Creating well-being in people, place, and the planet at the Knoll
/By Jessica Buxbaum, ACORN Intern
On the Eastern edge of Middlebury College’s campus along Route 125, there’s a mound of fertile ground used as the college’s organic garden -- affectionately nicknamed the Knoll. In August, it’s lush with vegetables, herb bushes, and fruit trees; year-round, volunteers and interns work to keep the beds bountiful and productive. But the Knoll is about much more than productivity.
Megan Brakeley, the college’s Food and Garden Educator, manages the whole operation. She sees gardening as holding worlds within it, and wants the Knoll to be a place for people to connect with the earth, their community, and themselves. Producing a lot of food in the process is just the gravy, she says.
She became interested in farming, gardening, and environmental work in college, when ideas like carbon footprints and food miles were just starting to enter the public consciousness, and when a group of her classmates and friends at Middlebury were gearing up to found 350.org.
Having grown up in a conservative community that was not very environmentally minded, she embraced her own not-knowing and started asking questions about the entwinement of food, farming, and global environmental issues.

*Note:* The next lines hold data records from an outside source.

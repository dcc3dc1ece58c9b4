//! Speech synthesis streamer
//!
//! Requests speech for a piece of text and relays the result to a session.
//! The response content type decides the branch: `audio/*` bodies are
//! streamed in, buffered and sent as one binary frame followed by
//! `{event: "audioEnd"}`; anything else is treated as a diagnostic.

use std::time::Duration;

use bytes::{Bytes, BytesMut};
use futures::StreamExt;
use reqwest::Client;
use reqwest::header::CONTENT_TYPE;
use serde::Serialize;
use thiserror::Error;
use tracing::{debug, error, info, warn};

use crate::core::session::{ErrorSource, OutgoingMessage, SessionHandle};
use crate::core::upstream::describe_error_body;

/// Annotation attached to a text reply when no audio could be produced
pub const NON_AUDIO_REPLY_ERROR: &str = "TTS returned non-audio content";

#[derive(Debug, Error)]
pub enum SynthesisError {
    #[error("TTS service returned {status}: {message}")]
    Upstream { status: u16, message: String },

    #[error("TTS request timed out")]
    Timeout,

    #[error("TTS request failed: {0}")]
    Network(String),

    /// The audio stream broke after it had started
    #[error("Audio stream error: {0}")]
    Stream(String),
}

impl From<reqwest::Error> for SynthesisError {
    fn from(err: reqwest::Error) -> Self {
        if err.is_timeout() {
            Self::Timeout
        } else {
            Self::Network(err.to_string())
        }
    }
}

#[derive(Debug, Serialize)]
struct SynthesisRequest<'a> {
    text: &'a str,
}

/// Which delivery path a synthesized reply belongs to
#[derive(Debug, Clone, Copy, PartialEq, Eq)]
pub enum ReplyKind {
    /// Reply delivered by the automation through the intake endpoint
    Automation,
    /// Locally generated fallback after a relay failure
    Fallback,
}

impl ReplyKind {
    fn stream_error_source(self) -> ErrorSource {
        match self {
            Self::Automation => ErrorSource::TtsStream,
            Self::Fallback => ErrorSource::TtsDirectStream,
        }
    }

    fn stream_error_message(self, err: SynthesisError) -> String {
        let detail = match err {
            SynthesisError::Stream(detail) => detail,
            other => other.to_string(),
        };
        match self {
            Self::Automation => format!("Audio stream error: {detail}"),
            Self::Fallback => format!("Direct audio stream error: {detail}"),
        }
    }
}

/// Body of a synthesized reply
#[derive(Debug, Clone, PartialEq, Eq)]
pub enum SynthesizedSpeech {
    Audio(Bytes),
    /// Non-audio body, kept for diagnostics
    NonAudio {
        content_type: Option<String>,
        body: String,
    },
}

/// A TTS response whose headers have arrived but whose body has not been read
#[derive(Debug)]
pub struct PendingSpeech {
    content_type: Option<String>,
    response: reqwest::Response,
}

impl PendingSpeech {
    pub fn content_type(&self) -> Option<&str> {
        self.content_type.as_deref()
    }

    pub fn is_audio(&self) -> bool {
        self.content_type
            .as_deref()
            .is_some_and(|ct| ct.contains("audio/"))
    }

    /// Read the whole body
    ///
    /// Audio bodies are accumulated chunk by chunk; a broken stream yields
    /// [`SynthesisError::Stream`].
    pub async fn collect(self) -> Result<SynthesizedSpeech, SynthesisError> {
        if !self.is_audio() {
            let body = self
                .response
                .text()
                .await
                .map_err(|e| SynthesisError::Stream(e.to_string()))?;
            return Ok(SynthesizedSpeech::NonAudio {
                content_type: self.content_type,
                body,
            });
        }

        let mut stream = self.response.bytes_stream();
        let mut audio = BytesMut::new();
        let mut chunks = 0usize;

        while let Some(chunk) = stream.next().await {
            let chunk = chunk.map_err(|e| SynthesisError::Stream(e.to_string()))?;
            chunks += 1;
            audio.extend_from_slice(&chunk);
        }

        debug!("Collected {} bytes of synthesized audio in {} chunks", audio.len(), chunks);
        Ok(SynthesizedSpeech::Audio(audio.freeze()))
    }
}

#[derive(Debug, Clone)]
pub struct SpeechSynthesizer {
    http: Client,
    endpoint: String,
}

impl SpeechSynthesizer {
    pub fn new(http: Client, endpoint: impl Into<String>) -> Self {
        Self {
            http,
            endpoint: endpoint.into(),
        }
    }

    /// Start synthesis and wait for the response head
    ///
    /// Unreachable service, non-2xx status and timeouts fail here, before
    /// any audio reaches the client. The timeout also bounds reading the body.
    pub async fn request(
        &self,
        text: &str,
        timeout: Duration,
    ) -> Result<PendingSpeech, SynthesisError> {
        let response = self
            .http
            .post(&self.endpoint)
            .timeout(timeout)
            .json(&SynthesisRequest { text })
            .send()
            .await?;

        let status = response.status();
        if !status.is_success() {
            let body = response.text().await.unwrap_or_default();
            return Err(SynthesisError::Upstream {
                status: status.as_u16(),
                message: describe_error_body(&body),
            });
        }

        let content_type = response
            .headers()
            .get(CONTENT_TYPE)
            .and_then(|value| value.to_str().ok())
            .map(str::to_string);

        Ok(PendingSpeech {
            content_type,
            response,
        })
    }
}

/// Deliver a started synthesis to the session
///
/// Audio goes out as a single binary frame followed by `audioEnd`; an empty
/// audio body sends nothing. Stream failures become an error frame scoped to
/// `kind`. Non-audio replies fall back to the text for automation replies and
/// are only logged for fallback replies, whose text was already sent.
pub async fn relay_speech(
    session: &SessionHandle,
    pending: PendingSpeech,
    text: &str,
    kind: ReplyKind,
) {
    let session_id = session.id();

    match pending.collect().await {
        Ok(SynthesizedSpeech::Audio(audio)) => {
            if audio.is_empty() {
                warn!(session_id = %session_id, "TTS stream ended without audio");
                return;
            }

            let bytes = audio.len();
            let delivered = match session.send_audio(audio).await {
                Ok(()) => session.send(OutgoingMessage::audio_end()).await,
                Err(e) => Err(e),
            };
            match delivered {
                Ok(()) => info!(session_id = %session_id, bytes, "Synthesized audio delivered"),
                Err(e) => debug!(session_id = %session_id, "Dropping synthesized audio: {}", e),
            }
        }
        Ok(SynthesizedSpeech::NonAudio { content_type, body }) => {
            warn!(
                session_id = %session_id,
                content_type = content_type.as_deref().unwrap_or("none"),
                "TTS returned non-audio content: {}",
                describe_error_body(&body)
            );
            if kind == ReplyKind::Automation {
                let message = OutgoingMessage::text_response(
                    text,
                    Some(NON_AUDIO_REPLY_ERROR.to_string()),
                );
                if let Err(e) = session.send(message).await {
                    debug!(session_id = %session_id, "Dropping text reply: {}", e);
                }
            }
        }
        Err(e) => {
            error!(session_id = %session_id, "TTS stream failed: {}", e);
            let message =
                OutgoingMessage::error(kind.stream_error_source(), kind.stream_error_message(e));
            if let Err(e) = session.send(message).await {
                debug!(session_id = %session_id, "Dropping stream error frame: {}", e);
            }
        }
    }
}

This curiosity led her to her first farming experience -- a year-long internship after graduation at a junior boarding school with a fully functioning organic farm and a robust garden education program. There, she learned how to operate farming equipment, manage pastures, grow food, slaughter animals, and, significantly, how to teach these skills to others.
She took over as the Food and Garden Educator in 2018, the first year that the Knoll was absorbed into the college’s budget. The students that spearheaded the Knoll’s creation in 2002 never intended for the Knoll to compete with local producers, but 15 years after its first growing season in 2003, the Knoll’s operating budget had had to come entirely from its produce sales.

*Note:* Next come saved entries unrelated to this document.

use std::sync::Arc;

use crate::config::ServerConfig;
use crate::core::{SessionRegistry, VoicePipeline};

/// Shared application state
pub struct AppState {
    pub config: ServerConfig,
    pub pipeline: Arc<VoicePipeline>,
}

impl AppState {
    /// Build the state, including the shared outbound HTTP client
    pub fn new(config: ServerConfig) -> Result<Arc<Self>, reqwest::Error> {
        let sessions = Arc::new(SessionRegistry::new());
        let pipeline = Arc::new(VoicePipeline::from_config(&config, sessions)?);
        Ok(Arc::new(Self { config, pipeline }))
    }

    pub fn sessions(&self) -> &Arc<SessionRegistry> {
        self.pipeline.sessions()
    }
}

This financial shift in 2018 gave Megan, and everyone else involved with the Knoll, the freedom to pursue programming, partnerships, practices, and conversations that align more closely with the Knoll’s mission: to explore food as a medium to create well-being in people, place, and the planet -- not to produce food for profit.
Last summer when student internships at the Knoll were canceled due to Covid, instead of shutting down the Knoll’s operations, the college allowed the garden to continue operating to meet emergency food needs in Addison County and paid four dining hall workers for full-time work at the Knoll. Determining what exactly the food needs in the county were was done in collaboration with HOPE, which the Knoll has a longstanding partnership with. The Knoll ended up growing mostly butternut squash, garlic, and onion, because those are staple crops for production farms that rarely get donated or gleaned for HOPE’s food shelf.
The Knoll has also been able to develop a new relationship with Chief Don Stevens after he approached Megan about growing native crops with the goals of producing more native seeds, providing education about the Abenaki nation, and providing food for Abenaki food security programs.
Educational partnerships with classes have always been part of the Knoll’s goals, as well. Most recently, the Knoll has started growing kernza and silphium, two perennial crops, as part of the New Perennials Project.
Beyond creating wellness by filling stomachs and minds, Megan sees the Knoll as a place for healing and grounding.
Because it isn’t a production farm, they have the freedom to slow down and experiment with different practices like no-till farming, and farming by hand instead of using machines for most tasks.
In the context of a changing climate, student interns and student and community volunteers have the opportunity to create their own knowledge base about concepts that get easily complicated by theory and doomsaying. What does a drought look like and feel like in this place? What does a warm winter mean for the rest of the growing season? They can see it all for themselves.
There’s also room for playfulness and celebrating the parts of ourselves -- our embodied humanness, our physical capabilities, our creativity, our curiosity -- that aren’t often celebrated in the classroom or elsewhere. I have given my own time volunteering at the Knoll over the past year and a half, and I can say from personal experience that this is a deeply empowering and critically important part of the Knoll’s operations.
Throughout her life and throughout her time at the Knoll -- even as she has become an expert gardener and has spent decades thinking about food, agriculture, and global challenges -- Megan says she has tried to keep hold of a “beginner’s mind” -- a concept in buddhist philosophy about approaching all things with openness, eagerness, and curiosity.
She is looking forward to welcoming community members back to the Knoll in the near future and to continue supporting students as they work to make the Knoll a supportive, welcoming, and fun place to explore themselves, the world, and everything in between.